Learning C – Part 3 Stacks, Heaps, and Pointers

The terms Stack, Pointers, and Memory are some of the most difficult to master in the C programming language. For this reason, a majority of students and even long-time professionals struggle with this content. I advise anyone reviewing these topics take a great deal of care in mastering these topics to the best of their ability. With that out of the way, today we’re going to cover “Memory”. Memory is the backbone that allows modern applications to work from the lowest machine level to the programmer typing at their computer. We will cover three major topics of memory: Stacks, Heaps, and Pointers as well as the usage of these in actual C programs.

What is Memory?

We’ve said how important memory is, but we still haven’t defined memory. Starting at hardware, memory majorly (but not entirely) consists of RAM or Random Access Memory. These sticks of circuitry allow the computer to save data for some amount of time. Meaning that if the machine is turned off, the memory will go with it. This is highly beneficial for programmers as they can use this memory to store numbers, text, addresses, and much more as a program runs. This data can then be accessed at any point during the program’s execution so long as it isn’t freed or overwritten.
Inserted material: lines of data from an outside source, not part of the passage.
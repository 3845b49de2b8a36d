//! `SOURCE` directive expansion.
//!
//! Flattens a root SQL file into a single document by replacing every include
//! directive with the expanded content of the referenced file. Both the
//! `SOURCE <path>` form and the mysql client short form `\. <path>` are
//! recognized; the path may be quoted and the line may end with `;`.
//!
//! Each inlined file is framed by marker comments naming its canonical path:
//!
//! ```sql
//! -- >>> BEGIN INCLUDE /srv/db/tables/rooms.sql
//! CREATE TABLE rooms (...);
//! -- <<< END INCLUDE /srv/db/tables/rooms.sql
//! ```
//!
//! A file is inlined at most once per expansion. Later directives naming an
//! already visited file contribute nothing, which also makes include cycles
//! terminate.

use std::collections::HashSet;
use std::path::{Path, PathBuf};
use std::sync::LazyLock;

use regex::Regex;
use tracing::{debug, warn};

use crate::error::{InitError, Result};

/// Marker written before the content of an inlined file.
pub const BEGIN_MARKER: &str = "-- >>> BEGIN INCLUDE";

/// Marker written after the content of an inlined file.
pub const END_MARKER: &str = "-- <<< END INCLUDE";

/// Marker written in place of an include that could not be resolved.
pub const SKIP_MARKER: &str = "-- !!! SKIPPED INCLUDE";

static INCLUDE_DIRECTIVE: LazyLock<Regex> = LazyLock::new(|| {
    Regex::new(r#"(?i)^\s*(?:source|\\\.)\s+['"]?([^'";]+?\.sql)['"]?\s*;?\s*$"#)
        .expect("Invalid include directive regex")
});

/// Returns the path named by an include directive, if `line` is one.
///
/// Only paths with a `.sql` extension are accepted so that a column named
/// `source` inside a table definition is never mistaken for a directive.
#[must_use]
pub fn include_target(line: &str) -> Option<&str> {
    INCLUDE_DIRECTIVE
        .captures(line)
        .and_then(|caps| caps.get(1))
        .map(|m| m.as_str().trim())
}

/// Expands `root` and everything it transitively includes.
///
/// Lines are joined with `\n` regardless of the line endings used by the
/// source files. The root itself must be readable; problems with included
/// files are reported inline with [`SKIP_MARKER`] and never fail the call.
pub fn expand_file(root: &Path) -> Result<String> {
    let root = root
        .canonicalize()
        .map_err(|e| InitError::read_file(root, e))?;

    let mut visited = HashSet::new();
    visited.insert(root.clone());

    let mut lines = Vec::new();
    expand_into(&root, &mut visited, &mut lines)?;
    Ok(lines.join("\n"))
}

fn expand_into(path: &Path, visited: &mut HashSet<PathBuf>, out: &mut Vec<String>) -> Result<()> {
    let content = std::fs::read_to_string(path).map_err(|e| InitError::read_file(path, e))?;
    let dir = path.parent().unwrap_or_else(|| Path::new("."));

    for line in content.lines() {
        let Some(target) = include_target(line) else {
            out.push(line.to_string());
            continue;
        };

        let resolved = match dir.join(target).canonicalize() {
            Ok(resolved) => resolved,
            Err(e) => {
                warn!(file = %path.display(), include = %target, error = %e, "Skipping include");
                out.push(format!("{SKIP_MARKER} {target}: {e}"));
                continue;
            }
        };

        if !visited.insert(resolved.clone()) {
            debug!(include = %resolved.display(), "Already included, skipping");
            continue;
        }

        let mut nested = Vec::new();
        match expand_into(&resolved, visited, &mut nested) {
            Ok(()) => {
                debug!(include = %resolved.display(), lines = nested.len(), "Inlined include");
                out.push(format!("{BEGIN_MARKER} {}", resolved.display()));
                out.append(&mut nested);
                out.push(format!("{END_MARKER} {}", resolved.display()));
            }
            Err(e) => {
                warn!(file = %path.display(), include = %target, error = %e, "Skipping include");
                out.push(format!("{SKIP_MARKER} {target}: {e}"));
            }
        }
    }

    Ok(())
}

#[cfg(test)]
mod tests {
    use super::*;
    use std::fs;
    use tempfile::TempDir;

    fn write(dir: &TempDir, name: &str, content: &str) -> PathBuf {
        let path = dir.path().join(name);
        if let Some(parent) = path.parent() {
            fs::create_dir_all(parent).unwrap();
        }
        fs::write(&path, content).unwrap();
        path
    }

    fn canonical(path: &Path) -> String {
        path.canonicalize().unwrap().display().to_string()
    }

    #[test]
    fn test_include_target_forms() {
        assert_eq!(include_target("SOURCE tables.sql;"), Some("tables.sql"));
        assert_eq!(include_target("  source sub/rooms.sql"), Some("sub/rooms.sql"));
        assert_eq!(include_target("\\. views.sql"), Some("views.sql"));
        assert_eq!(include_target("SOURCE 'quoted file.sql';"), Some("quoted file.sql"));
        assert_eq!(include_target("SOURCE \"dq.sql\" ;  "), Some("dq.sql"));
    }

    #[test]
    fn test_include_target_rejects_non_directives() {
        assert_eq!(include_target("  source VARCHAR(50) NOT NULL,"), None);
        assert_eq!(include_target("-- SOURCE old.sql;"), None);
        assert_eq!(include_target("SELECT 'SOURCE x.sql';"), None);
        assert_eq!(include_target("SOURCEx.sql"), None);
    }

    #[test]
    fn test_no_directives_is_identity() {
        let dir = TempDir::new().unwrap();
        let root = write(
            &dir,
            "init.sql",
            "-- header\r\n\r\nCREATE TABLE a (id INT);\r\nSELECT 1;",
        );

        let expanded = expand_file(&root).unwrap();
        assert_eq!(expanded, "-- header\n\nCREATE TABLE a (id INT);\nSELECT 1;");
    }

    #[test]
    fn test_inlines_in_place_with_markers() {
        let dir = TempDir::new().unwrap();
        let rooms = write(&dir, "tables/rooms.sql", "CREATE TABLE rooms (id INT);");
        let root = write(
            &dir,
            "init.sql",
            "CREATE DATABASE pg;\nSOURCE tables/rooms.sql;\nSELECT 1;",
        );

        let expanded = expand_file(&root).unwrap();
        let rooms = canonical(&rooms);
        assert_eq!(
            expanded,
            format!(
                "CREATE DATABASE pg;\n{BEGIN_MARKER} {rooms}\nCREATE TABLE rooms (id INT);\n{END_MARKER} {rooms}\nSELECT 1;"
            )
        );
    }

    #[test]
    fn test_relative_to_including_file() {
        let dir = TempDir::new().unwrap();
        write(&dir, "tables/columns.sql", "-- columns");
        write(&dir, "tables/all.sql", "SOURCE columns.sql;");
        let root = write(&dir, "init.sql", "SOURCE tables/all.sql;");

        let expanded = expand_file(&root).unwrap();
        assert!(expanded.contains("-- columns"));
        assert!(!expanded.contains(SKIP_MARKER));
    }

    #[test]
    fn test_cycle_terminates() {
        let dir = TempDir::new().unwrap();
        let root = write(&dir, "a.sql", "SELECT 'a';\nSOURCE b.sql;");
        write(&dir, "b.sql", "SELECT 'b';\nSOURCE a.sql;");

        let expanded = expand_file(&root).unwrap();
        assert_eq!(expanded.matches("SELECT 'a';").count(), 1);
        assert_eq!(expanded.matches("SELECT 'b';").count(), 1);
    }

    #[test]
    fn test_diamond_include_inlined_once() {
        let dir = TempDir::new().unwrap();
        write(&dir, "common.sql", "CREATE TABLE owners (id INT);");
        write(&dir, "left.sql", "SOURCE common.sql;");
        write(&dir, "right.sql", "SOURCE common.sql;");
        let root = write(&dir, "init.sql", "SOURCE left.sql;\nSOURCE right.sql;");

        let expanded = expand_file(&root).unwrap();
        assert_eq!(expanded.matches("CREATE TABLE owners").count(), 1);
    }

    #[test]
    fn test_missing_include_is_skipped() {
        let dir = TempDir::new().unwrap();
        let root = write(&dir, "init.sql", "SELECT 1;\nSOURCE missing.sql;\nSELECT 2;");

        let expanded = expand_file(&root).unwrap();
        let lines: Vec<&str> = expanded.lines().collect();
        assert_eq!(lines.len(), 3);
        assert!(lines[1].starts_with(&format!("{SKIP_MARKER} missing.sql")));
        assert_eq!(lines[2], "SELECT 2;");
    }

    #[test]
    fn test_missing_root_is_error() {
        let dir = TempDir::new().unwrap();
        let result = expand_file(&dir.path().join("nope.sql"));
        assert!(matches!(result, Err(InitError::ReadFile { .. })));
    }
}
Memory is set during a process called “Allocation” where a program says it wants some memory of a certain size and the Operating System returns an address (location) to the new memory. When the programmer is done using the memory and wants to give it back to the Operating System, the memory is “Freed” and using the memory again can lead to a number of consequences we will explain in an “Attacks Explained – Use-After-Free (UAF)” article in the future. The address returned by the Operating System is similar to, but not exactly the address of the data on the physical RAM stick. These are called Physical Addresses and Virtual Addresses where a Physical Address is the location on the RAM stick itself that contains the data and the Virtual Address is the location of the data inside of the program.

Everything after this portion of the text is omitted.